Just cast your vote because they matter and it's important to do that.
I think part of what you're highlighting, because you're right, I don't remember these things either, you know, in the first elections that I voted in.
I think I missed, my birthday is right after the election, so I remember when I turned 18, I didn't get to vote because the election had been like four days earlier or something.
So I guess I was in college when I was able to cast my first vote.
No, there was nothing like this.
You know, it'd be kind of weird sometimes.
People might ask who you voted for or something, or, you know, you'd really hear somebody who's opinionated and you're afraid to say something.
But it was because it was socially awkward, not because you were afraid they were going to have a machete or, you know, something like that.
I think the dynamics of this are multiple.
One, and we've talked about this before, I do think that there is this pattern on the right, and Trump embodies it, but I think others do it.
I've talked about it before, where I think they project onto others what they themselves are willing to do.

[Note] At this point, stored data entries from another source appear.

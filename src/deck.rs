use crate::coordinator::OptimisticCacheCoordinator;
use crate::cursor::{CursorStatus, LoadOutcome, PaginatedCursor};
use crate::gesture::{
    next_photo_index, stacked_card_style, CardTransform, GestureConfig, GestureDecisionEngine,
    Release,
};
use crate::model::{Candidate, SwipeDecision, SwipeDirection};
use crate::observe::{ChangeNotifier, Subscription};
use crate::runtime::TaskSpawner;
use futures::future::FutureExt;
use log::{debug, info, warn};
use std::cell::RefCell;
use std::rc::Rc;

/// Cards rendered at once: the interactive top card plus two passive ones.
pub const VISIBLE_CARDS: usize = 3;

#[derive(Debug, Clone, PartialEq, Eq)]
pub enum DeckStatus {
    Loading,
    Ready,
    /// The first page could not be fetched; the user may retry.
    Failed(String),
}

#[derive(Debug, Clone, PartialEq)]
pub struct VisibleCard {
    pub candidate: Candidate,
    /// 0 for the top card.
    pub depth: usize,
    pub transform: CardTransform,
    pub interactive: bool,
    pub photo_index: usize,
}

#[derive(Debug, Clone, Copy, PartialEq)]
pub struct DeckSettings {
    pub prefetch_window: usize,
    pub gesture: GestureConfig,
}

struct DeckState {
    index: usize,
    status: DeckStatus,
    engine: Option<GestureDecisionEngine>,
    progress: f64,
    photo_index: usize,
}

/// Drives one swipe at a time over the cursor's deck.
#[derive(Clone)]
pub struct DeckController {
    state: Rc<RefCell<DeckState>>,
    cursor: PaginatedCursor,
    coordinator: OptimisticCacheCoordinator,
    spawner: Rc<dyn TaskSpawner>,
    settings: DeckSettings,
    notifier: ChangeNotifier,
    _cursor_subscription: Rc<Subscription>,
}

impl DeckController {
    pub fn new(
        cursor: PaginatedCursor,
        coordinator: OptimisticCacheCoordinator,
        spawner: Rc<dyn TaskSpawner>,
        settings: DeckSettings,
    ) -> Self {
        let notifier = ChangeNotifier::new();
        let forward = notifier.clone();
        let subscription = cursor.subscribe(move || forward.notify());
        Self {
            state: Rc::new(RefCell::new(DeckState {
                index: 0,
                status: DeckStatus::Loading,
                engine: None,
                progress: 0.0,
                photo_index: 0,
            })),
            cursor,
            coordinator,
            spawner,
            settings,
            notifier,
            _cursor_subscription: Rc::new(subscription),
        }
    }

    pub fn cursor(&self) -> &PaginatedCursor {
        &self.cursor
    }

    pub fn index(&self) -> usize {
        self.state.borrow().index
    }

    pub fn status(&self) -> DeckStatus {
        self.state.borrow().status.clone()
    }

    pub fn progress(&self) -> f64 {
        self.state.borrow().progress
    }

    pub fn current(&self) -> Option<Candidate> {
        self.cursor.get(self.index())
    }

    /// Loaded, but nothing left to show right now.
    pub fn is_out_of_cards(&self) -> bool {
        self.status() == DeckStatus::Ready && self.current().is_none()
    }

    pub fn version(&self) -> u64 {
        self.notifier.version()
    }

    pub fn subscribe(&self, listener: impl Fn() + 'static) -> Subscription {
        self.notifier.subscribe(listener)
    }

    /// Fetches the first page. Failure is surfaced through [`DeckStatus::Failed`].
    pub fn load(&self) {
        self.set_status(DeckStatus::Loading);
        let load = self.cursor.load_next();
        let deck = self.clone();
        self.spawner.spawn(
            async move {
                match load.await {
                    Ok(LoadOutcome::Busy | LoadOutcome::Discarded) => {}
                    Ok(LoadOutcome::Loaded(_) | LoadOutcome::Empty) => {
                        deck.set_status(DeckStatus::Ready);
                        let index = deck.index();
                        deck.cursor
                            .ensure_lookahead(index, deck.settings.prefetch_window);
                    }
                    Err(err) => {
                        warn!("Initial deck load failed: {}", err);
                        deck.set_status(DeckStatus::Failed(err.to_string()));
                    }
                }
            }
            .boxed_local(),
        );
    }

    /// Starts the first load unless pages are already present or on the way.
    pub fn ensure_loaded(&self) {
        let idle = self.cursor.status() == CursorStatus::Idle;
        if idle && self.cursor.is_empty() && self.status() == DeckStatus::Loading {
            self.load();
        }
    }

    pub fn retry(&self) {
        if matches!(self.status(), DeckStatus::Failed(_)) {
            self.load();
        }
    }

    /// Pull-to-refresh: forget the deck and start again from the first page.
    pub fn refresh(&self) {
        info!("Refreshing deck");
        self.cursor.reset();
        {
            let mut state = self.state.borrow_mut();
            state.index = 0;
            state.engine = None;
            state.progress = 0.0;
            state.photo_index = 0;
        }
        self.load();
    }

    /// Top card first, at most [`VISIBLE_CARDS`].
    pub fn visible_cards(&self) -> Vec<VisibleCard> {
        let state = self.state.borrow();
        self.cursor
            .window(state.index, VISIBLE_CARDS)
            .into_iter()
            .enumerate()
            .map(|(depth, candidate)| {
                let transform = if depth == 0 {
                    state
                        .engine
                        .as_ref()
                        .filter(|engine| engine.candidate_id() == candidate.id)
                        .map(GestureDecisionEngine::transform)
                        .unwrap_or(CardTransform::REST)
                } else {
                    stacked_card_style(depth, state.progress)
                };
                VisibleCard {
                    photo_index: if depth == 0 { state.photo_index } else { 0 },
                    interactive: depth == 0,
                    candidate,
                    depth,
                    transform,
                }
            })
            .collect()
    }

    pub fn drag_start(&self) -> bool {
        let started = self.with_engine(|engine| engine.drag_start()).unwrap_or(false);
        if started {
            self.notifier.notify();
        }
        started
    }

    pub fn drag_update(&self, dx: f64, dy: f64) {
        let progress = self.with_engine(|engine| engine.drag_update(dx, dy)).flatten();
        if let Some(progress) = progress {
            self.state.borrow_mut().progress = progress;
            self.notifier.notify();
        }
    }

    /// A release that never really moved advances the top card's photo.
    pub fn drag_end(&self) -> Release {
        let release = self
            .with_engine(|engine| engine.drag_end())
            .unwrap_or(Release::Ignored);
        match release {
            Release::Ignored => return release,
            Release::Tap => {
                self.advance_photo();
                self.state.borrow_mut().progress = 0.0;
            }
            Release::Returning => self.state.borrow_mut().progress = 0.0,
            Release::Exiting(_) => self.state.borrow_mut().progress = 1.0,
        }
        self.notifier.notify();
        release
    }

    pub fn drag_cancel(&self) {
        let release = self
            .with_engine(|engine| engine.cancel())
            .unwrap_or(Release::Ignored);
        if release != Release::Ignored {
            self.state.borrow_mut().progress = 0.0;
            self.notifier.notify();
        }
    }

    /// Button-triggered swipe; runs the same exit animation as a drag.
    pub fn swipe(&self, direction: SwipeDirection) -> bool {
        let flung = self
            .with_engine(|engine| engine.fling(direction))
            .unwrap_or(false);
        if flung {
            self.state.borrow_mut().progress = 1.0;
            self.notifier.notify();
        }
        flung
    }

    pub fn is_animating(&self) -> bool {
        self.state
            .borrow()
            .engine
            .as_ref()
            .map(GestureDecisionEngine::is_animating)
            .unwrap_or(false)
    }

    /// Advances the top card's animation by one frame and applies its decision
    /// when the exit completes.
    pub fn tick(&self, dt_ms: f64) -> Option<SwipeDecision> {
        let (animating, decision) = {
            let mut state = self.state.borrow_mut();
            let Some(engine) = state.engine.as_mut() else {
                return None;
            };
            let animating = engine.is_animating();
            (animating, engine.tick(dt_ms))
        };

        if let Some(decision) = &decision {
            self.handle_decision(decision);
        } else if animating {
            self.notifier.notify();
        }
        decision
    }

    /// Applies a decision for the current card. Decisions for any other card
    /// are ignored so the index only ever moves one card at a time.
    pub fn handle_decision(&self, decision: &SwipeDecision) -> bool {
        let Some(candidate) = self.current() else {
            debug!("Ignoring decision for {} past the end of the deck", decision.candidate_id);
            return false;
        };
        if candidate.id != decision.candidate_id {
            debug!(
                "Ignoring decision for {}, current card is {}",
                decision.candidate_id, candidate.id
            );
            return false;
        }

        self.route(decision.direction, &candidate);

        let index = {
            let mut state = self.state.borrow_mut();
            state.index += 1;
            state.progress = 0.0;
            state.photo_index = 0;
            state.engine = None;
            state.index
        };
        self.notifier.notify();
        self.cursor
            .ensure_lookahead(index, self.settings.prefetch_window);
        true
    }

    fn route(&self, direction: SwipeDirection, candidate: &Candidate) {
        let (action, mutation) = match direction {
            SwipeDirection::Right => ("Like", self.coordinator.apply_like(candidate)),
            SwipeDirection::Left => ("Dislike", self.coordinator.apply_dislike(candidate)),
            SwipeDirection::None => return,
        };
        let id = candidate.id.clone();
        self.spawner.spawn(
            async move {
                if let Err(err) = mutation.await {
                    warn!("{} for {} was not recorded: {}", action, id, err);
                }
            }
            .boxed_local(),
        );
    }

    fn advance_photo(&self) {
        let photo_count = self
            .current()
            .map(|candidate| candidate.photos.len())
            .unwrap_or(0);
        let mut state = self.state.borrow_mut();
        state.photo_index = next_photo_index(state.photo_index, photo_count);
    }

    /// Runs `f` on the engine for the current card, creating it on first use.
    fn with_engine<T>(&self, f: impl FnOnce(&mut GestureDecisionEngine) -> T) -> Option<T> {
        let candidate = self.current()?;
        if self.status() != DeckStatus::Ready {
            return None;
        }
        let mut state = self.state.borrow_mut();
        let stale = state
            .engine
            .as_ref()
            .map(|engine| engine.candidate_id() != candidate.id)
            .unwrap_or(true);
        if stale {
            state.engine = Some(GestureDecisionEngine::new(
                candidate.id.clone(),
                self.settings.gesture,
            ));
        }
        state.engine.as_mut().map(f)
    }

    fn set_status(&self, status: DeckStatus) {
        self.state.borrow_mut().status = status;
        self.notifier.notify();
    }
}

So all the language of, like, you know, weaponizing the Justice Department and so forth.
We know that they want to do that, so every time the Justice Department comes after somebody in MAGA, they'll not hesitate, many of them, to rig the election system if they thought it would.
There's also the sense that because they talk about it all the time, that narrative...

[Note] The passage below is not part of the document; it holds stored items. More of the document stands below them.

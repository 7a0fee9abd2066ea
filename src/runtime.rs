use futures::executor::LocalSpawner;
use futures::future::LocalBoxFuture;
use futures::task::LocalSpawnExt;
use log::warn;

/// Runs fire-and-forget work on the single UI thread.
pub trait TaskSpawner {
    fn spawn(&self, task: LocalBoxFuture<'static, ()>);
}

/// Browser event loop spawner.
#[derive(Debug, Clone, Copy, Default)]
pub struct WasmSpawner;

impl TaskSpawner for WasmSpawner {
    fn spawn(&self, task: LocalBoxFuture<'static, ()>) {
        wasm_bindgen_futures::spawn_local(task);
    }
}

impl TaskSpawner for LocalSpawner {
    fn spawn(&self, task: LocalBoxFuture<'static, ()>) {
        if let Err(err) = self.spawn_local(task) {
            warn!("Dropping background task, executor is shut down: {}", err);
        }
    }
}
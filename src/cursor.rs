use crate::api::{ApiError, PeopleApi};
use crate::media::MediaPrefetcher;
use crate::model::{Candidate, Page};
use crate::observe::{ChangeNotifier, Subscription};
use crate::runtime::TaskSpawner;
use futures::future::{self, FutureExt, LocalBoxFuture};
use log::{debug, warn};
use std::cell::RefCell;
use std::collections::HashSet;
use std::rc::Rc;

/// A page is requested once this many cards or fewer remain ahead of the cursor.
pub const LOOKAHEAD_MARGIN: usize = 2;

#[derive(Debug, Clone, Copy, PartialEq, Eq)]
pub enum CursorStatus {
    Idle,
    Fetching,
    Exhausted,
}

#[derive(Debug, Clone, PartialEq, Eq)]
pub enum LoadOutcome {
    Loaded(Page),
    /// The last page was already fetched; no request was issued.
    Empty,
    /// Another fetch is outstanding; no request was issued.
    Busy,
    /// The cursor was reset while this page was in flight.
    Discarded,
}

struct CursorState {
    deck: Vec<Candidate>,
    seen: HashSet<String>,
    warmed: HashSet<String>,
    page: u32,
    status: CursorStatus,
    generation: u64,
    /// Most recent `ensure_lookahead` request, re-checked after each page lands.
    lookahead: Option<(usize, usize)>,
}

impl CursorState {
    fn new() -> Self {
        Self {
            deck: Vec::new(),
            seen: HashSet::new(),
            warmed: HashSet::new(),
            page: 0,
            status: CursorStatus::Idle,
            generation: 0,
            lookahead: None,
        }
    }

    fn append(&mut self, items: &[Candidate]) -> usize {
        let before = self.deck.len();
        for item in items {
            if self.seen.insert(item.id.clone()) {
                self.deck.push(item.clone());
            }
        }
        self.deck.len() - before
    }
}

/// Ordered, deduplicated candidate queue fed page by page from the backend.
#[derive(Clone)]
pub struct PaginatedCursor {
    state: Rc<RefCell<CursorState>>,
    api: Rc<dyn PeopleApi>,
    media: Rc<dyn MediaPrefetcher>,
    spawner: Rc<dyn TaskSpawner>,
    per_page: u32,
    notifier: ChangeNotifier,
}

impl PaginatedCursor {
    pub fn new(
        api: Rc<dyn PeopleApi>,
        media: Rc<dyn MediaPrefetcher>,
        spawner: Rc<dyn TaskSpawner>,
        per_page: u32,
    ) -> Self {
        Self {
            state: Rc::new(RefCell::new(CursorState::new())),
            api,
            media,
            spawner,
            per_page: per_page.max(1),
            notifier: ChangeNotifier::new(),
        }
    }

    pub fn per_page(&self) -> u32 {
        self.per_page
    }

    pub fn len(&self) -> usize {
        self.state.borrow().deck.len()
    }

    pub fn is_empty(&self) -> bool {
        self.len() == 0
    }

    pub fn get(&self, index: usize) -> Option<Candidate> {
        self.state.borrow().deck.get(index).cloned()
    }

    pub fn window(&self, from: usize, count: usize) -> Vec<Candidate> {
        self.state
            .borrow()
            .deck
            .iter()
            .skip(from)
            .take(count)
            .cloned()
            .collect()
    }

    pub fn status(&self) -> CursorStatus {
        self.state.borrow().status
    }

    pub fn is_exhausted(&self) -> bool {
        self.status() == CursorStatus::Exhausted
    }

    /// Number of the last page appended, 0 before the first fetch.
    pub fn current_page(&self) -> u32 {
        self.state.borrow().page
    }

    pub fn version(&self) -> u64 {
        self.notifier.version()
    }

    pub fn subscribe(&self, listener: impl Fn() + 'static) -> Subscription {
        self.notifier.subscribe(listener)
    }

    /// Requests the next page.
    ///
    /// The status check and the request itself happen before this returns, so
    /// a second call made before the first resolves reports [`LoadOutcome::Busy`].
    pub fn load_next(&self) -> LocalBoxFuture<'static, Result<LoadOutcome, ApiError>> {
        let (page_number, generation) = {
            let mut state = self.state.borrow_mut();
            match state.status {
                CursorStatus::Exhausted => {
                    return future::ready(Ok(LoadOutcome::Empty)).boxed_local()
                }
                CursorStatus::Fetching => return future::ready(Ok(LoadOutcome::Busy)).boxed_local(),
                CursorStatus::Idle => {}
            }
            state.status = CursorStatus::Fetching;
            (state.page + 1, state.generation)
        };
        self.notifier.notify();

        let request = self.api.fetch_people(page_number, self.per_page);
        let cursor = self.clone();
        async move {
            let result = request.await;
            cursor.finish_load(generation, result)
        }
        .boxed_local()
    }

    fn finish_load(
        &self,
        generation: u64,
        result: Result<Page, ApiError>,
    ) -> Result<LoadOutcome, ApiError> {
        let outcome = {
            let mut state = self.state.borrow_mut();
            if state.generation != generation {
                debug!("Discarding page fetched before the deck was reset");
                return Ok(LoadOutcome::Discarded);
            }

            match result {
                Ok(page) => {
                    let added = state.append(&page.items);
                    state.page = page.page_number;
                    state.status = if page.is_last() {
                        CursorStatus::Exhausted
                    } else {
                        CursorStatus::Idle
                    };
                    debug!(
                        "Loaded page {}/{} ({} new candidates)",
                        page.page_number, page.last_page, added
                    );
                    Ok(LoadOutcome::Loaded(page))
                }
                Err(err) => {
                    state.status = CursorStatus::Idle;
                    Err(err)
                }
            }
        };
        self.notifier.notify();

        // A page that added too few new ids leaves the reader as close to the
        // end as before, so the margin has to be checked again.
        let pending = self.state.borrow().lookahead;
        if let (Ok(LoadOutcome::Loaded(_)), Some((from_index, window))) = (&outcome, pending) {
            self.ensure_lookahead(from_index, window);
        }
        outcome
    }

    /// Starts a background fetch when the cursor is within [`LOOKAHEAD_MARGIN`]
    /// cards of the end, and warms photos for the next `window` cards.
    pub fn ensure_lookahead(&self, from_index: usize, window: usize) {
        let (remaining, upcoming) = {
            let mut state = self.state.borrow_mut();
            state.lookahead = Some((from_index, window));
            let remaining = state.deck.len().saturating_sub(from_index);
            let upcoming: Vec<Candidate> = state
                .deck
                .iter()
                .skip(from_index)
                .take(window)
                .cloned()
                .collect();
            (remaining, upcoming)
        };

        self.prefetch_media(&upcoming, window);

        if remaining > LOOKAHEAD_MARGIN || self.status() != CursorStatus::Idle {
            return;
        }

        let load = self.load_next();
        self.spawner.spawn(
            async move {
                if let Err(err) = load.await {
                    warn!("Background page fetch failed: {}", err);
                }
            }
            .boxed_local(),
        );
    }

    /// Warms the first photo of up to `limit` candidates. URLs already warmed
    /// since the last reset are skipped; failures are not retried.
    pub fn prefetch_media(&self, candidates: &[Candidate], limit: usize) {
        for candidate in candidates.iter().take(limit) {
            let Some(url) = candidate.first_photo_url() else {
                continue;
            };
            if !self.state.borrow_mut().warmed.insert(url.to_owned()) {
                continue;
            }

            let warm = self.media.warm(url);
            self.spawner.spawn(
                async move {
                    if let Err(err) = warm.await {
                        debug!("Ignoring media prefetch failure: {}", err);
                    }
                }
                .boxed_local(),
            );
        }
    }

    /// Forgets every fetched page. A fetch still in flight is discarded when it lands.
    pub fn reset(&self) {
        {
            let mut state = self.state.borrow_mut();
            let generation = state.generation + 1;
            *state = CursorState::new();
            state.generation = generation;
        }
        self.notifier.notify();
    }
}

I think if they truly believe that the election is rigged against them, that they're cheating, that it's not fair, what are they going to do?

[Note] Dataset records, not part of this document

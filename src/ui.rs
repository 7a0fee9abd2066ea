use crate::cursor::CursorStatus;
use crate::deck::{DeckController, DeckStatus, VisibleCard, VISIBLE_CARDS};
use crate::liked::LikedFeed;
use crate::model::{Candidate, SwipeDirection};
use crate::Services;
use gloo_timers::callback::Interval;
use std::cell::RefCell;
use std::rc::Rc;
use wasm_bindgen::JsCast;
use web_sys::{Element, PointerEvent};
use yew::prelude::*;

const FRAME_MS: u32 = 16;
const STACK_TRANSITION: &str = "transition: transform 80ms linear;";

#[derive(Properties)]
pub struct ServicesProps {
    pub services: Rc<Services>,
}

impl PartialEq for ServicesProps {
    fn eq(&self, other: &Self) -> bool {
        Rc::ptr_eq(&self.services, &other.services)
    }
}

#[derive(Clone, Copy)]
struct DragOrigin {
    pointer_id: i32,
    start_x: f64,
    start_y: f64,
}

type DragHandle = Rc<RefCell<Option<DragOrigin>>>;

#[function_component(DeckScreen)]
pub fn deck_screen(props: &ServicesProps) -> Html {
    let deck = props.services.deck.clone();
    let force_update = use_force_update();
    let drag_origin: DragHandle = use_mut_ref(|| None);

    {
        let deck = deck.clone();
        use_effect_with_deps(
            move |_| {
                let subscription = deck.subscribe(move || force_update.force_update());
                deck.ensure_loaded();
                move || drop(subscription)
            },
            (),
        );
    }

    {
        let deck = deck.clone();
        use_effect_with_deps(
            move |_| {
                let interval = Interval::new(FRAME_MS, move || {
                    if deck.is_animating() {
                        deck.tick(FRAME_MS as f64);
                    }
                });
                move || drop(interval)
            },
            (),
        );
    }

    let body = match deck.status() {
        DeckStatus::Failed(message) => {
            let retry = {
                let deck = deck.clone();
                Callback::from(move |_: MouseEvent| deck.retry())
            };
            html! {
                <div class="center">
                    <p class="error">{ "Failed to load. Tap to retry." }</p>
                    <p class="error-detail">{ message }</p>
                    <button class="retry-button" onclick={retry}>{ "Retry" }</button>
                </div>
            }
        }
        DeckStatus::Loading if deck.current().is_none() => {
            html! { <p class="center">{ "Loading…" }</p> }
        }
        _ if deck.is_out_of_cards() => {
            if deck.cursor().status() == CursorStatus::Fetching {
                html! { <p class="center">{ "Loading…" }</p> }
            } else {
                let refresh = {
                    let deck = deck.clone();
                    Callback::from(move |_: MouseEvent| deck.refresh())
                };
                html! {
                    <div class="center">
                        <p>{ "No more cards" }</p>
                        <button class="retry-button" onclick={refresh}>{ "Start over" }</button>
                    </div>
                }
            }
        }
        _ => render_stack(&deck, &drag_origin),
    };

    html! {
        <div class="deck-wrapper">
            { body }
        </div>
    }
}

fn render_stack(deck: &DeckController, drag_origin: &DragHandle) -> Html {
    let swipe = |direction: SwipeDirection| {
        let deck = deck.clone();
        Callback::from(move |_: MouseEvent| {
            deck.swipe(direction);
        })
    };

    html! {
        <div class="card-container">
            // Deepest card first so the top card paints last.
            { for deck.visible_cards().into_iter().rev().map(|card| render_card(deck, drag_origin, card)) }
            <div class="actions">
                <button class="action-button dislike" onclick={swipe(SwipeDirection::Left)}>{ "✕" }</button>
                <button class="action-button like" onclick={swipe(SwipeDirection::Right)}>{ "♥" }</button>
            </div>
        </div>
    }
}

fn render_card(deck: &DeckController, drag_origin: &DragHandle, card: VisibleCard) -> Html {
    let z_index = VISIBLE_CARDS - card.depth;
    let key = card.candidate.id.clone();

    if !card.interactive {
        let style = format!(
            "{} {} z-index: {};",
            card.transform.to_css(),
            STACK_TRANSITION,
            z_index
        );
        return html! {
            <div key={key} class="stacked-card passive">
                <ProfileCard candidate={card.candidate} style={style} />
            </div>
        };
    }

    let style = format!("{} z-index: {};", card.transform.to_css(), z_index);

    let pointer_down = {
        let deck = deck.clone();
        let drag_origin = drag_origin.clone();
        Callback::from(move |event: PointerEvent| {
            event.prevent_default();
            if drag_origin.borrow().is_some() || !deck.drag_start() {
                return;
            }
            if let Some(target) = event
                .target()
                .and_then(|t| t.dyn_into::<Element>().ok())
            {
                let _ = target.set_pointer_capture(event.pointer_id());
            }
            *drag_origin.borrow_mut() = Some(DragOrigin {
                pointer_id: event.pointer_id(),
                start_x: event.client_x() as f64,
                start_y: event.client_y() as f64,
            });
        })
    };

    let pointer_move = {
        let deck = deck.clone();
        let drag_origin = drag_origin.clone();
        Callback::from(move |event: PointerEvent| {
            let origin = *drag_origin.borrow();
            if let Some(origin) = origin {
                if origin.pointer_id == event.pointer_id() {
                    event.prevent_default();
                    deck.drag_update(
                        event.client_x() as f64 - origin.start_x,
                        event.client_y() as f64 - origin.start_y,
                    );
                }
            }
        })
    };

    let pointer_finish = |cancelled: bool| {
        let deck = deck.clone();
        let drag_origin = drag_origin.clone();
        Callback::from(move |event: PointerEvent| {
            let origin = *drag_origin.borrow();
            let Some(origin) = origin else {
                return;
            };
            if origin.pointer_id != event.pointer_id() {
                return;
            }
            *drag_origin.borrow_mut() = None;
            if let Some(target) = event
                .target()
                .and_then(|t| t.dyn_into::<Element>().ok())
            {
                let _ = target.release_pointer_capture(event.pointer_id());
            }
            if cancelled {
                deck.drag_cancel();
            } else {
                deck.drag_end();
            }
        })
    };

    html! {
        <div key={key} class="stacked-card top swipe-enabled"
            onpointerdown={pointer_down}
            onpointermove={pointer_move}
            onpointerup={pointer_finish(false)}
            onpointercancel={pointer_finish(true)}>
            <ProfileCard candidate={card.candidate} photo_index={card.photo_index} style={style} />
        </div>
    }
}

#[function_component(LikedScreen)]
pub fn liked_screen(props: &ServicesProps) -> Html {
    let feed = {
        let services = Rc::clone(&props.services);
        use_memo(
            move |per_page: &u32| {
                LikedFeed::new(
                    services.coordinator.clone(),
                    Rc::clone(&services.spawner),
                    *per_page,
                )
            },
            props.services.config.liked_per_page,
        )
    };
    let force_update = use_force_update();

    {
        let feed = feed.clone();
        use_effect_with_deps(
            move |_| {
                let subscription = feed.subscribe(move || force_update.force_update());
                feed.refresh();
                move || drop(subscription)
            },
            (),
        );
    }

    let items = feed.items();
    let loading = feed.is_loading();

    let refresh = {
        let feed = feed.clone();
        Callback::from(move |_: MouseEvent| feed.refresh())
    };
    let load_more = {
        let feed = feed.clone();
        Callback::from(move |_: MouseEvent| feed.load_more())
    };

    let list = if items.is_empty() && !loading {
        html! { <p class="menu-placeholder">{ "No liked profiles yet." }</p> }
    } else {
        html! {
            <ul class="liked-list">
                { for items.into_iter().map(|candidate| html! {
                    <li key={candidate.id.clone()} class="liked-item">
                        <ProfileCard candidate={candidate} />
                    </li>
                }) }
            </ul>
        }
    };

    html! {
        <div class="liked-wrapper">
            <div class="liked-header">
                <h2>{ "Liked" }</h2>
                <button class="menu-action" onclick={refresh} disabled={loading}>
                    { if loading { "Refreshing…" } else { "Refresh" } }
                </button>
            </div>
            { list }
            {
                if feed.has_more() && !loading {
                    html! { <button class="menu-action load-more" onclick={load_more}>{ "Load more" }</button> }
                } else {
                    html! {}
                }
            }
        </div>
    }
}

#[derive(Properties, PartialEq)]
pub struct ProfileCardProps {
    pub candidate: Candidate,
    #[prop_or_default]
    pub photo_index: usize,
    #[prop_or_default]
    pub style: String,
}

#[function_component(ProfileCard)]
pub fn profile_card(props: &ProfileCardProps) -> Html {
    let candidate = &props.candidate;
    let total = candidate.photos.len();

    let image = match candidate.photo_url(props.photo_index) {
        Some(url) => html! { <img class="card-image" src={url.to_owned()} draggable="false" /> },
        None => html! { <div class="card-image placeholder"></div> },
    };

    html! {
        <div class="profile-card" style={props.style.clone()}>
            { image }
            <PhotoIndicator total={total} current={props.photo_index} />
            <div class="card-gradient">
                <div class="card-text">
                    <p class="card-name">
                        { &candidate.display_name }
                        <span class="card-age">{ format!(" {}", candidate.age) }</span>
                    </p>
                    {
                        if candidate.location_label.is_empty() {
                            html! {}
                        } else {
                            html! { <p class="card-location">{ &candidate.location_label }</p> }
                        }
                    }
                </div>
            </div>
        </div>
    }
}

#[derive(Properties, PartialEq)]
struct PhotoIndicatorProps {
    total: usize,
    current: usize,
}

#[function_component(PhotoIndicator)]
fn photo_indicator(props: &PhotoIndicatorProps) -> Html {
    if props.total == 0 {
        return html! {};
    }

    html! {
        <div class="photo-indicator">
            { for (0..props.total).map(|i| html! {
                <span class={classes!("dot", (i == props.current).then_some("active"))}></span>
            }) }
        </div>
    }
}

They're going to take matters into their own hands.
We're going to get people not to vote.
We're going to destroy ballots that might have been cast illegally.
We're going to threaten other people.
We're going to help counterbalance what we believe is You know, election fraud on the left.
We're going to counterbalance that on the right.
So we're going to take a stack of ballots home or we're going to sign our dead mother's name or whatever.
I think there's that.
I think it also, the last piece, and this is just like really basic, I think it has given people ideas.
Like, I think people who are like, you know, wouldn't have thought of doing things like setting, you know, the mail-in ballot drops or whatever they are, the different boxes around different places.
We've got one here in Amherst where I dropped my ballot the other day.
They would not have thought of setting those on fire.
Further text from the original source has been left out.